ECOLOGICAL clothing has long been condemned as frumpy, shapeless and, quite frankly, something a fashionista wouldn't touch with the tip of her Pierre Hardy heel. And, until recently, that was a fairly truthful assessment.

But in the last decade the green clothing movement has changed gears, leaving vegan Jesus sandals and hair shirts behind in the dust as it cycles furiously towards high fashion. Ali Hewson, wife of U2's Bono, and denim designer Rogan Gregory recently set up the Edun line (which abides by Fair Trade regulations that, apart from eliminating the middle man and providing gainful employment to poor communities, stipulate strict environmental standards to be fulfilled), a fashion-forward clothing collection positively gleaming with elegant jackets, sophisticated pencil skirts and gorgeous skin-tight jeans that have the fashion folk queuing around the block [buy in London from Selfridges, or from Barneys in New York]. And spring 2007 sees the eagerly anticipated launch of Katharine Hamnett's E line - "E for as ethical and environmental as we can get it," as the publicity goes [order through come spring]. Expect plenty of controversial slogan T-shirts!

It may not have a crowd-pulling designer name behind it, nor provide employment to poverty-stricken African and Asian families, nor (thankfully) sport eye-popping price-tags, but a small shop in Plaka is creating and selling collections of homegrown garments that not only fulfil a number of environmental and ethical credentials but also include imaginative and (gasp!) attractive pieces.

And Kourbela cannot be accused of jumping on the ecological bandwagon - the family-run business has been operating for 30 years.

The concept "Using natural materials and environmentally friendly processing techniques, we create clothes that are designed to suit the everyday needs of the customer, summer and winter," says shopowner Pantelis Kourbelas. "Basically, we're offering a new take on knits and cottons." The shop's distinctive own-label line is designed by his daughter Ioanna, using cotton from Greece (avoiding the air-mile issue and helping local communities) and coloured with human-safe, ecologically sound dyes. Unfortunately, they do not exclusively use organically-grown cotton, as Kourbelas says it is not always easily available here in Greece.

Imaginative, multi-usage garments from Ioanna
Kourbela's line, on sale at Kourbela in Plaka
The goods The Ioanna Kourbela line is adventurous and theatrical, flowing with multi-usage pieces and loose, unstructured garments of the type sometimes worn with great flair by ageing artistic types, but with a younger spirit evident in the soft jersey separates and the trendy shrug-tops.
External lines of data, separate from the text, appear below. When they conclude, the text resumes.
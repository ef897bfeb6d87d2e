use std::fmt;

use serde::{Deserialize, Serialize};
use uuid::Uuid;

/// Stable address of the remote party.
#[derive(Debug, Clone, PartialEq, Eq, Hash, Serialize, Deserialize)]
pub struct RemoteAddress {
    pub service_id: Option<Uuid>,
    pub phone_number: Option<String>,
}

impl RemoteAddress {
    pub fn new(service_id: Option<Uuid>, phone_number: Option<String>) -> Self {
        Self {
            service_id,
            phone_number,
        }
    }
}

impl fmt::Display for RemoteAddress {
    fn fmt(&self, f: &mut fmt::Formatter<'_>) -> fmt::Result {
        match (&self.service_id, &self.phone_number) {
            (Some(id), Some(phone)) => write!(f, "<{id}, {phone}>"),
            (Some(id), None) => write!(f, "<{id}>"),
            (None, Some(phone)) => write!(f, "<{phone}>"),
            (None, None) => f.write_str("<unknown>"),
        }
    }
}

/// The 1:1 conversation a call belongs to.
///
/// Owned by the contacts layer; a call session only keeps a shared handle.
pub trait ContactThread: Send + Sync {
    fn unique_id(&self) -> String;
    fn contact_address(&self) -> RemoteAddress;
}

#[cfg(test)]
mod tests {
    use super::*;

    #[test]
    fn display_prefers_both_identifiers() {
        let id = Uuid::nil();
        let addr = RemoteAddress::new(Some(id), Some("+15550100".into()));
        assert_eq!(addr.to_string(), format!("<{id}, +15550100>"));
        assert_eq!(RemoteAddress::new(None, None).to_string(), "<unknown>");
    }
}
use std::sync::atomic::{AtomicUsize, Ordering};
use std::sync::{Arc, Mutex};

use uuid::Uuid;

use crate::config::CallConfig;
use crate::contact::{ContactThread, RemoteAddress};
use crate::defects::{Defect, DefectReporter};
use crate::delegate::CallSessionDelegate;
use crate::events::CallEvent;
use crate::record::{CallRecord, CallRecordType};
use crate::session::{CallParams, CallSession};
use crate::state::CallState;

pub struct FakeThread;

impl FakeThread {
    pub fn shared() -> Arc<dyn ContactThread> {
        Arc::new(FakeThread)
    }

    pub fn address() -> RemoteAddress {
        RemoteAddress::new(Some(Uuid::nil()), Some("+15550100".to_string()))
    }
}

impl ContactThread for FakeThread {
    fn unique_id(&self) -> String {
        "thread-1".to_string()
    }

    fn contact_address(&self) -> RemoteAddress {
        Self::address()
    }
}

#[derive(Default)]
pub struct RecordingReporter {
    defects: Mutex<Vec<Defect>>,
}

impl RecordingReporter {
    pub fn defects(&self) -> Vec<Defect> {
        self.defects.lock().unwrap().clone()
    }
}

impl DefectReporter for RecordingReporter {
    fn report(&self, defect: Defect) {
        self.defects.lock().unwrap().push(defect);
    }
}

#[derive(Default)]
pub struct RecordingDelegate {
    events: Mutex<Vec<CallEvent>>,
}

impl RecordingDelegate {
    pub fn events(&self) -> Vec<CallEvent> {
        self.events.lock().unwrap().clone()
    }

    fn push(&self, event: CallEvent) {
        self.events.lock().unwrap().push(event);
    }
}

impl CallSessionDelegate for RecordingDelegate {
    fn call_state_did_change(&self, call: &CallSession, state: CallState) {
        self.push(CallEvent::StateChanged {
            local_id: call.local_id(),
            state,
        });
    }

    fn call_local_video_mute_did_change(&self, call: &CallSession, is_video_muted: bool) {
        self.push(CallEvent::LocalVideoMuteChanged {
            local_id: call.local_id(),
            is_video_muted,
        });
    }

    fn call_local_audio_mute_did_change(&self, call: &CallSession, is_audio_muted: bool) {
        self.push(CallEvent::LocalAudioMuteChanged {
            local_id: call.local_id(),
            is_audio_muted,
        });
    }

    fn call_hold_did_change(&self, call: &CallSession, is_on_hold: bool) {
        self.push(CallEvent::HoldChanged {
            local_id: call.local_id(),
            is_on_hold,
        });
    }

    fn call_remote_video_mute_did_change(&self, call: &CallSession, is_video_muted: bool) {
        self.push(CallEvent::RemoteVideoMuteChanged {
            local_id: call.local_id(),
            is_video_muted,
        });
    }

    fn call_remote_sharing_screen_did_change(&self, call: &CallSession, is_sharing_screen: bool) {
        self.push(CallEvent::RemoteSharingScreenChanged {
            local_id: call.local_id(),
            is_sharing_screen,
        });
    }
}

pub struct MemoryRecord {
    call_type: Mutex<CallRecordType>,
    updates: AtomicUsize,
}

impl MemoryRecord {
    pub fn shared(call_type: CallRecordType) -> Arc<MemoryRecord> {
        Arc::new(MemoryRecord {
            call_type: Mutex::new(call_type),
            updates: AtomicUsize::new(0),
        })
    }

    pub fn updates(&self) -> usize {
        self.updates.load(Ordering::SeqCst)
    }
}

impl CallRecord for MemoryRecord {
    fn call_type(&self) -> CallRecordType {
        *self.call_type.lock().unwrap()
    }

    fn update_call_type(&self, call_type: CallRecordType) {
        *self.call_type.lock().unwrap() = call_type;
        self.updates.fetch_add(1, Ordering::SeqCst);
    }
}

/// Session whose defects are recorded instead of logged or panicking.
pub fn session_with_reporter(params: CallParams) -> (CallSession, Arc<RecordingReporter>) {
    let reporter = Arc::new(RecordingReporter::default());
    let call = CallSession::with_reporter(params, &CallConfig::default(), reporter.clone());
    (call, reporter)
}

pub fn quiet_session(params: CallParams) -> CallSession {
    session_with_reporter(params).0
}
//! Individual (1:1) call session core.
//!
//! Pure Rust crate with no platform dependencies. Models the lifecycle of
//! one voice/video call; telephony integration, media transport and
//! persistence are collaborators behind traits.

pub mod acceptance;
pub mod config;
pub mod contact;
pub mod defects;
pub mod delegate;
pub mod errors;
pub mod events;
pub mod logging;
pub mod record;
pub mod route;
pub mod session;
pub mod state;

#[cfg(test)]
mod test_support;

pub use config::{CallConfig, ConfigStore};
pub use contact::{ContactThread, RemoteAddress};
pub use defects::{Defect, DefectReporter, Severity, TracingReporter};
pub use delegate::CallSessionDelegate;
pub use errors::CallError;
pub use events::{CallEvent, EventChannel};
pub use logging::init_logging;
pub use record::{CallRecord, CallRecordType};
pub use route::{NetworkAdapterType, NetworkRoute};
pub use session::{CallParams, CallSession, CallSnapshot, DeferredAcceptance};
pub use state::{CallAdapterType, CallDirection, CallState, OfferMediaType, RecordPermission};
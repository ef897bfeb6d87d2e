use std::thread::ThreadId;

use thiserror::Error;

use crate::state::CallState;

/// A broken contract between the orchestrator and a call session.
///
/// Defects are programming errors, not call failures. They are reported and
/// the session carries on.
#[derive(Debug, Clone, Error, PartialEq, Eq)]
pub enum Defect {
    #[error("{operation} called off the call context (owner {owner:?}, current {current:?})")]
    OffContext {
        operation: &'static str,
        owner: ThreadId,
        current: ThreadId,
    },
    #[error("illegal state transition {from} -> {to}")]
    IllegalTransition { from: CallState, to: CallState },
    #[error("deferred acceptance set while in state {0}")]
    DeferredAcceptanceOutsideAccepting(CallState),
    #[error("pending deferred acceptance replaced")]
    DeferredAcceptanceReplaced,
    #[error("media ready while accepting with no deferred acceptance queued")]
    AcceptingWithoutDeferredAcceptance,
    #[error("call record linked twice")]
    CallRecordRelinked,
    #[error("call removed from system without being reported")]
    RemovedBeforeReported,
    #[error("call dropped in non-terminal state {0}")]
    NotEndedAtTeardown(CallState),
    #[error("system registration mismatch at teardown (reported: {reported}, removed: {removed})")]
    RegistrationMismatch { reported: bool, removed: bool },
}

#[derive(Debug, Clone, Copy, PartialEq, Eq)]
pub enum Severity {
    /// Fatal in debug builds.
    Fatal,
    /// Logged; never fatal.
    Anomaly,
}

impl Defect {
    pub fn severity(&self) -> Severity {
        match self {
            Defect::OffContext { .. } => Severity::Fatal,
            _ => Severity::Anomaly,
        }
    }
}

/// Sink for contract violations.
pub trait DefectReporter: Send + Sync {
    fn report(&self, defect: Defect);
}

/// Logs every defect and optionally panics on fatal ones.
pub struct TracingReporter {
    panic_on_fatal: bool,
}

impl TracingReporter {
    pub fn new(panic_on_fatal: bool) -> Self {
        Self { panic_on_fatal }
    }
}

impl Default for TracingReporter {
    fn default() -> Self {
        Self::new(cfg!(debug_assertions))
    }
}

impl DefectReporter for TracingReporter {
    fn report(&self, defect: Defect) {
        match defect.severity() {
            Severity::Fatal => {
                tracing::error!("fatal call session defect: {defect}");
                if self.panic_on_fatal {
                    panic!("call session defect: {defect}");
                }
            }
            Severity::Anomaly => tracing::error!("call session defect: {defect}"),
        }
    }
}
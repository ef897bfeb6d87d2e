use std::sync::Once;

const DEFAULT_FILTER: &str = "call_core=debug";

/// Install the fmt subscriber. Safe to call more than once; only the first
/// call has any effect. `RUST_LOG` overrides the default filter.
pub fn init_logging() {
    static INIT: Once = Once::new();
    INIT.call_once(|| {
        let filter = tracing_subscriber::EnvFilter::try_from_default_env()
            .unwrap_or_else(|_| tracing_subscriber::EnvFilter::new(DEFAULT_FILTER));
        let installed = tracing_subscriber::fmt()
            .with_env_filter(filter)
            .with_ansi(false)
            .try_init();
        if installed.is_err() {
            tracing::debug!("tracing subscriber already installed");
        }
    });
}
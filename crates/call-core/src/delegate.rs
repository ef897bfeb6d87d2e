use crate::session::CallSession;
use crate::state::CallState;

/// Observer of a single call session.
///
/// Callbacks run synchronously on the call context, after the session has
/// finished its own bookkeeping, once per assignment. The session holds the
/// delegate weakly.
pub trait CallSessionDelegate: Send + Sync {
    fn call_state_did_change(&self, call: &CallSession, state: CallState);
    fn call_local_video_mute_did_change(&self, call: &CallSession, is_video_muted: bool);
    fn call_local_audio_mute_did_change(&self, call: &CallSession, is_audio_muted: bool);
    fn call_hold_did_change(&self, call: &CallSession, is_on_hold: bool);
    fn call_remote_video_mute_did_change(&self, call: &CallSession, is_video_muted: bool);
    fn call_remote_sharing_screen_did_change(&self, call: &CallSession, is_sharing_screen: bool);
}
//! Answering an incoming call across the ringing split.
//!
//! The user may answer while the system UI is already ringing but the media
//! engine is not yet ready. In that case the call moves to `Accepting` and
//! the completion is queued until [`media_ready`] is signaled.

use crate::defects::Defect;
use crate::errors::CallError;
use crate::session::{CallSession, DeferredAcceptance};
use crate::state::CallState;

/// The user answered. Completes now if the media engine is ready, otherwise
/// queues `action` until it is. The action is queued before the delegate
/// hears about `Accepting`.
pub fn accept(call: &mut CallSession, action: DeferredAcceptance) -> Result<(), CallError> {
    match call.state() {
        CallState::LocalRingingReadyToAnswer => complete(call, action),
        CallState::LocalRingingAnticipatory => {
            tracing::info!("media not ready, deferring acceptance for call: {call}");
            call.begin_accepting(action)
        }
        other => {
            tracing::warn!("ignoring accept in state {other} for call: {call}");
            Err(CallError::NotRinging(other))
        }
    }
}

/// The media engine is ready to answer.
pub fn media_ready(call: &mut CallSession) -> Result<(), CallError> {
    match call.state() {
        CallState::Answering | CallState::LocalRingingAnticipatory => {
            call.set_state(CallState::LocalRingingReadyToAnswer)
        }
        CallState::Accepting => match call.take_deferred_acceptance() {
            Some(action) => complete(call, action),
            None => {
                call.report_defect(Defect::AcceptingWithoutDeferredAcceptance);
                call.set_state(CallState::LocalFailure)?;
                Err(CallError::NoDeferredAcceptance)
            }
        },
        other => {
            tracing::debug!("media ready in state {other}, nothing to do");
            Ok(())
        }
    }
}

fn complete(call: &mut CallSession, action: DeferredAcceptance) -> Result<(), CallError> {
    match action() {
        Ok(()) => call.set_state(CallState::Connected),
        Err(e) => {
            tracing::error!("acceptance failed for call {call}: {e}");
            call.set_state(CallState::LocalFailure)?;
            Err(e)
        }
    }
}
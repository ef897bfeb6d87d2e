use std::fmt;
use std::hash::{Hash, Hasher};
use std::sync::{Arc, Weak};
use std::thread::{self, ThreadId};

use chrono::{DateTime, Utc};
use serde::{Deserialize, Serialize};
use uuid::Uuid;

use crate::config::CallConfig;
use crate::contact::{ContactThread, RemoteAddress};
use crate::defects::{Defect, DefectReporter, TracingReporter};
use crate::delegate::CallSessionDelegate;
use crate::errors::CallError;
use crate::record::CallRecord;
use crate::route::NetworkRoute;
use crate::state::{CallAdapterType, CallDirection, CallState, OfferMediaType, RecordPermission};

/// Queued "finish answering" work, run once the media engine is ready.
pub type DeferredAcceptance = Box<dyn FnOnce() -> Result<(), CallError> + Send>;

/// Everything the orchestrator knows when a call starts.
pub struct CallParams {
    pub direction: CallDirection,
    pub local_id: Uuid,
    pub state: CallState,
    pub thread: Arc<dyn ContactThread>,
    pub sent_at_timestamp: u64,
    pub adapter_type: CallAdapterType,
    pub offer_media_type: OfferMediaType,
    pub record_permission: RecordPermission,
}
use std::sync::Arc;

use tokio::sync::mpsc;
use uuid::Uuid;

use crate::delegate::CallSessionDelegate;
use crate::session::CallSession;
use crate::state::CallState;

/// Change notifications as values, for orchestrators that prefer draining a
/// queue to implementing [`CallSessionDelegate`].
#[derive(Debug, Clone, PartialEq, Eq)]
pub enum CallEvent {
    StateChanged { local_id: Uuid, state: CallState },
    LocalVideoMuteChanged { local_id: Uuid, is_video_muted: bool },
    LocalAudioMuteChanged { local_id: Uuid, is_audio_muted: bool },
    HoldChanged { local_id: Uuid, is_on_hold: bool },
    RemoteVideoMuteChanged { local_id: Uuid, is_video_muted: bool },
    RemoteSharingScreenChanged { local_id: Uuid, is_sharing_screen: bool },
}

impl CallEvent {
    pub fn local_id(&self) -> Uuid {
        match self {
            CallEvent::StateChanged { local_id, .. }
            | CallEvent::LocalVideoMuteChanged { local_id, .. }
            | CallEvent::LocalAudioMuteChanged { local_id, .. }
            | CallEvent::HoldChanged { local_id, .. }
            | CallEvent::RemoteVideoMuteChanged { local_id, .. }
            | CallEvent::RemoteSharingScreenChanged { local_id, .. } => *local_id,
        }
    }
}

/// Delegate that forwards every notification into an unbounded channel.
///
/// Sends never block, so delivery stays synchronous and in order. The
/// receiver should be drained on the call context.
pub struct EventChannel {
    tx: mpsc::UnboundedSender<CallEvent>,
}

impl EventChannel {
    pub fn new() -> (Arc<Self>, mpsc::UnboundedReceiver<CallEvent>) {
        let (tx, rx) = mpsc::unbounded_channel();
        (Arc::new(Self { tx }), rx)
    }

    fn send(&self, event: CallEvent) {
        if self.tx.send(event).is_err() {
            tracing::debug!("call event receiver dropped");
        }
    }
}

impl CallSessionDelegate for EventChannel {
    fn call_state_did_change(&self, call: &CallSession, state: CallState) {
        self.send(CallEvent::StateChanged {
            local_id: call.local_id(),
            state,
        });
    }

    fn call_local_video_mute_did_change(&self, call: &CallSession, is_video_muted: bool) {
        self.send(CallEvent::LocalVideoMuteChanged {
            local_id: call.local_id(),
            is_video_muted,
        });
    }

    fn call_local_audio_mute_did_change(&self, call: &CallSession, is_audio_muted: bool) {
        self.send(CallEvent::LocalAudioMuteChanged {
            local_id: call.local_id(),
            is_audio_muted,
        });
    }

    fn call_hold_did_change(&self, call: &CallSession, is_on_hold: bool) {
        self.send(CallEvent::HoldChanged {
            local_id: call.local_id(),
            is_on_hold,
        });
    }

    fn call_remote_video_mute_did_change(&self, call: &CallSession, is_video_muted: bool) {
        self.send(CallEvent::RemoteVideoMuteChanged {
            local_id: call.local_id(),
            is_video_muted,
        });
    }

    fn call_remote_sharing_screen_did_change(&self, call: &CallSession, is_sharing_screen: bool) {
        self.send(CallEvent::RemoteSharingScreenChanged {
            local_id: call.local_id(),
            is_sharing_screen,
        });
    }
}
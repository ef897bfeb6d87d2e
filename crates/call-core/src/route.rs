use serde::{Deserialize, Serialize};

#[derive(Debug, Clone, Copy, PartialEq, Eq, Default, Serialize, Deserialize)]
#[serde(rename_all = "snake_case")]
pub enum NetworkAdapterType {
    #[default]
    Unknown,
    Ethernet,
    Wifi,
    Cellular,
    Vpn,
    Loopback,
    AnyAddress,
    Cellular2G,
    Cellular3G,
    Cellular4G,
    Cellular5G,
}

/// Last transport route reported by the media engine. Passed through as-is.
#[derive(Debug, Clone, Copy, PartialEq, Eq, Default, Serialize, Deserialize)]
pub struct NetworkRoute {
    pub local_adapter_type: NetworkAdapterType,
}

impl NetworkRoute {
    pub fn new(local_adapter_type: NetworkAdapterType) -> Self {
        Self { local_adapter_type }
    }
}
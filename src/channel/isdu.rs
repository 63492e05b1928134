use core::mem;

use log::{debug, trace, warn};
use snafu::{ensure, OptionExt};

use super::ChannelHandler;
use crate::error::{Error, InvalidIsduMessageSnafu};
use crate::flow_control::{FlowControl, Segment};
use crate::isdu::{Isdu, NO_SERVICE};
use crate::message::{DeviceMessage, MasterMessage};
use crate::transaction::{IsduTransaction, Transaction};
use crate::types::{IService, TransmissionDirection};
use crate::Timestamp;

/// Progress of the ISDU channel.
#[derive(PartialEq, Eq, Debug, Copy, Clone)]
pub enum IsduState {
    Idle,
    /// The master is transmitting request segments.
    Request,
    /// The request is complete, waiting for the device half to confirm it.
    RequestFinished,
    /// The master polls for the response, the device is busy.
    WaitForResponse,
    /// The device is transmitting response segments.
    Response,
}

#[derive(Debug)]
struct Pending {
    isdu: Isdu,
    start_time: Timestamp,
    end_time: Timestamp,
    /// Flow control of the most recent data segment.
    last_fc: FlowControl,
}

impl Pending {
    /// Add a segment announced by `fc`. Returns `None` if the segment
    /// doesn't continue the transfer, else whether the unit is complete.
    fn add_segment(
        &mut self,
        fc: FlowControl,
        od: &[u8],
        end_time: Timestamp,
    ) -> Result<Option<bool>, Error> {
        ensure!(!od.is_empty(), InvalidIsduMessageSnafu);
        let complete = match Segment::classify(self.last_fc, fc) {
            Segment::Repeated => {
                trace!("ISDU segment {fc} retransmitted");
                self.isdu.replace_trailing_octets(od)?
            }
            Segment::Next => self.isdu.append_octets(od)?,
            Segment::OutOfSequence => return Ok(None),
        };
        self.last_fc = fc;
        self.end_time = end_time;
        Ok(Some(complete))
    }

    fn into_transaction(self) -> Transaction {
        debug!("{}", self.isdu);
        Transaction::Isdu(IsduTransaction {
            start_time: self.start_time,
            end_time: self.end_time,
            isdu: self.isdu,
        })
    }
}

#[derive(Debug)]
enum State {
    Idle,
    Request(Pending),
    RequestFinished(Pending),
    WaitForResponse { response_start: Option<Timestamp> },
    Response(Pending),
}

/// The flow control and direction of the latest master half.
#[derive(Debug, Copy, Clone)]
struct MasterPoll {
    fc: FlowControl,
    direction: TransmissionDirection,
    start_time: Timestamp,
}

impl MasterPoll {
    fn is_start_read(self) -> bool {
        self.fc == FlowControl::Start && self.direction == TransmissionDirection::Read
    }
}

type Step = (State, Option<Transaction>);

const fn public_state(state: &State) -> IsduState {
    match state {
        State::Idle => IsduState::Idle,
        State::Request(_) => IsduState::Request,
        State::RequestFinished(_) => IsduState::RequestFinished,
        State::WaitForResponse { .. } => IsduState::WaitForResponse,
        State::Response(_) => IsduState::Response,
    }
}

/// ISDU channel: segmented requests from the master and the device's
/// responses, reassembled across cycles.
///
/// A fatal error while decoding drops the transfer in progress.
#[derive(Debug)]
pub struct IsduChannel {
    state: State,
    poll: Option<MasterPoll>,
}

impl Default for IsduChannel {
    fn default() -> Self {
        Self {
            state: State::Idle,
            poll: None,
        }
    }
}

impl IsduChannel {
    pub fn new() -> Self {
        Self::default()
    }

    pub const fn state(&self) -> IsduState {
        public_state(&self.state)
    }

    fn goto_state(&mut self, state: State) {
        let (from, to) = (self.state(), public_state(&state));
        if from != to {
            debug!("ISDU channel {from:?} -> {to:?}");
        }
        self.state = state;
    }

    fn on_master(state: State, message: &MasterMessage, poll: MasterPoll) -> Result<Step, Error> {
        let is_write = poll.direction == TransmissionDirection::Write;
        let starts_request = is_write && poll.fc == FlowControl::Start;

        match state {
            State::Idle => Self::start_request(message, poll),
            State::Request(mut pending) => {
                if !is_write || !poll.fc.carries_data() {
                    return Ok((State::Request(pending), None));
                }
                match pending.add_segment(poll.fc, message.od(), message.end_time())? {
                    Some(true) => Ok((State::RequestFinished(pending), None)),
                    Some(false) => Ok((State::Request(pending), None)),
                    None => {
                        warn!(
                            "ISDU request segment {} out of sequence after {}",
                            poll.fc, pending.last_fc
                        );
                        Self::start_request(message, poll)
                    }
                }
            }
            State::RequestFinished(mut pending) => {
                if is_write && poll.fc == pending.last_fc {
                    let complete = pending
                        .add_segment(poll.fc, message.od(), message.end_time())?
                        .unwrap_or(true);
                    let state = if complete {
                        State::RequestFinished(pending)
                    } else {
                        State::Request(pending)
                    };
                    return Ok((state, None));
                }
                if poll.is_start_read() {
                    // the confirming device half got lost
                    return Ok((
                        State::WaitForResponse {
                            response_start: Some(poll.start_time),
                        },
                        Some(pending.into_transaction()),
                    ));
                }
                if starts_request {
                    warn!("ISDU {} dropped by a new request", pending.isdu.variant());
                    return Self::start_request(message, poll);
                }
                Ok((State::RequestFinished(pending), None))
            }
            State::WaitForResponse { response_start } => {
                if poll.is_start_read() {
                    return Ok((
                        State::WaitForResponse {
                            response_start: Some(poll.start_time),
                        },
                        None,
                    ));
                }
                if starts_request {
                    return Self::start_request(message, poll);
                }
                Ok((State::WaitForResponse { response_start }, None))
            }
            State::Response(pending) => {
                if starts_request {
                    warn!("ISDU {} dropped by a new request", pending.isdu.variant());
                    return Self::start_request(message, poll);
                }
                Ok((State::Response(pending), None))
            }
        }
    }

    fn start_request(message: &MasterMessage, poll: MasterPoll) -> Result<Step, Error> {
        if poll.fc != FlowControl::Start || poll.direction != TransmissionDirection::Write {
            return Ok((State::Idle, None));
        }
        let isdu = Isdu::new_request(message.od())?;
        let complete = isdu.is_complete();
        let pending = Pending {
            isdu,
            start_time: message.start_time(),
            end_time: message.end_time(),
            last_fc: FlowControl::Start,
        };
        if complete {
            Ok((State::RequestFinished(pending), None))
        } else {
            Ok((State::Request(pending), None))
        }
    }

    fn on_device(
        state: State,
        poll: Option<MasterPoll>,
        message: &DeviceMessage,
    ) -> Result<Step, Error> {
        match state {
            State::Idle | State::Request(_) => Ok((state, None)),
            State::RequestFinished(mut pending) => {
                pending.end_time = message.end_time();
                Ok((
                    State::WaitForResponse { response_start: None },
                    Some(pending.into_transaction()),
                ))
            }
            State::WaitForResponse { response_start } => match poll {
                Some(poll) if poll.is_start_read() => Self::start_response(message, response_start),
                _ => Ok((State::WaitForResponse { response_start }, None)),
            },
            State::Response(mut pending) => {
                let Some(poll) = poll.filter(|poll| {
                    poll.direction == TransmissionDirection::Read && poll.fc.carries_data()
                }) else {
                    return Ok((State::Response(pending), None));
                };
                match pending.add_segment(poll.fc, message.od(), message.end_time())? {
                    Some(true) => Ok((State::Idle, Some(pending.into_transaction()))),
                    Some(false) => Ok((State::Response(pending), None)),
                    None if poll.fc == FlowControl::Start => {
                        warn!("ISDU response restarted after {}", pending.last_fc);
                        Self::start_response(message, Some(poll.start_time))
                    }
                    None => {
                        warn!(
                            "ISDU response segment {} out of sequence after {}",
                            poll.fc, pending.last_fc
                        );
                        Ok((State::Idle, None))
                    }
                }
            }
        }
    }

    fn start_response(
        message: &DeviceMessage,
        response_start: Option<Timestamp>,
    ) -> Result<Step, Error> {
        let first = message.od().first().context(InvalidIsduMessageSnafu)?;
        if IService::from_byte(*first).service() == NO_SERVICE {
            trace!("device busy");
            return Ok((State::WaitForResponse { response_start }, None));
        }

        let isdu = Isdu::new_response(message.od())?;
        let pending = Pending {
            start_time: response_start.unwrap_or_else(|| message.start_time()),
            end_time: message.end_time(),
            last_fc: FlowControl::Start,
            isdu,
        };
        if pending.isdu.is_complete() {
            Ok((State::Idle, Some(pending.into_transaction())))
        } else {
            Ok((State::Response(pending), None))
        }
    }
}

impl ChannelHandler for IsduChannel {
    fn handle_master_message(
        &mut self,
        message: &MasterMessage,
    ) -> Result<Option<Transaction>, Error> {
        let mc = message.mc();
        let poll = MasterPoll {
            fc: FlowControl::new(mc.address())?,
            direction: mc.direction(),
            start_time: message.start_time(),
        };
        self.poll = Some(poll);
        trace!("ISDU master {} {}", poll.direction, poll.fc);

        if poll.fc == FlowControl::Abort {
            if self.state() != IsduState::Idle {
                debug!("ISDU aborted in {:?}", self.state());
            }
            self.state = State::Idle;
            return Ok(None);
        }

        let state = mem::replace(&mut self.state, State::Idle);
        let (state, transaction) = Self::on_master(state, message, poll)?;
        self.goto_state(state);
        Ok(transaction)
    }

    fn handle_device_message(
        &mut self,
        message: &DeviceMessage,
    ) -> Result<Option<Transaction>, Error> {
        let state = mem::replace(&mut self.state, State::Idle);
        let (state, transaction) = Self::on_device(state, self.poll, message)?;
        self.goto_state(state);
        Ok(transaction)
    }

    fn reset(&mut self) {
        *self = Self::default();
    }
}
The colour palette is dotted with everything from subdued, sophisticated shimmers of grey, olive-green and beige to bright, cheerful dabs of red, orange and pink. As a supporting cast to Ioanna Kourbela's starring pieces, the shop also sells the rather more staid Greek Knits range, with simple cardigans and knitted tops, alongside a selection of basic T-shirts, shorts and casual trousers for both men and women from the Danish-born green clothing stalwart Earth Collection.

Autumn picks The light-weave cardigan with trailing wraparound edges is an exceptionally versatile piece, wearable in several different ways depending on how you tie, knot or loop the edges. Taking up minimal space in capsule luggage for a week away, it provides a multitude of sartorial options. It's also ideal for changeable autumnal (or spring) days because it's lightweight yet long-sleeved, so it keeps off the chill without providing unnecessary bulkiness and warmth.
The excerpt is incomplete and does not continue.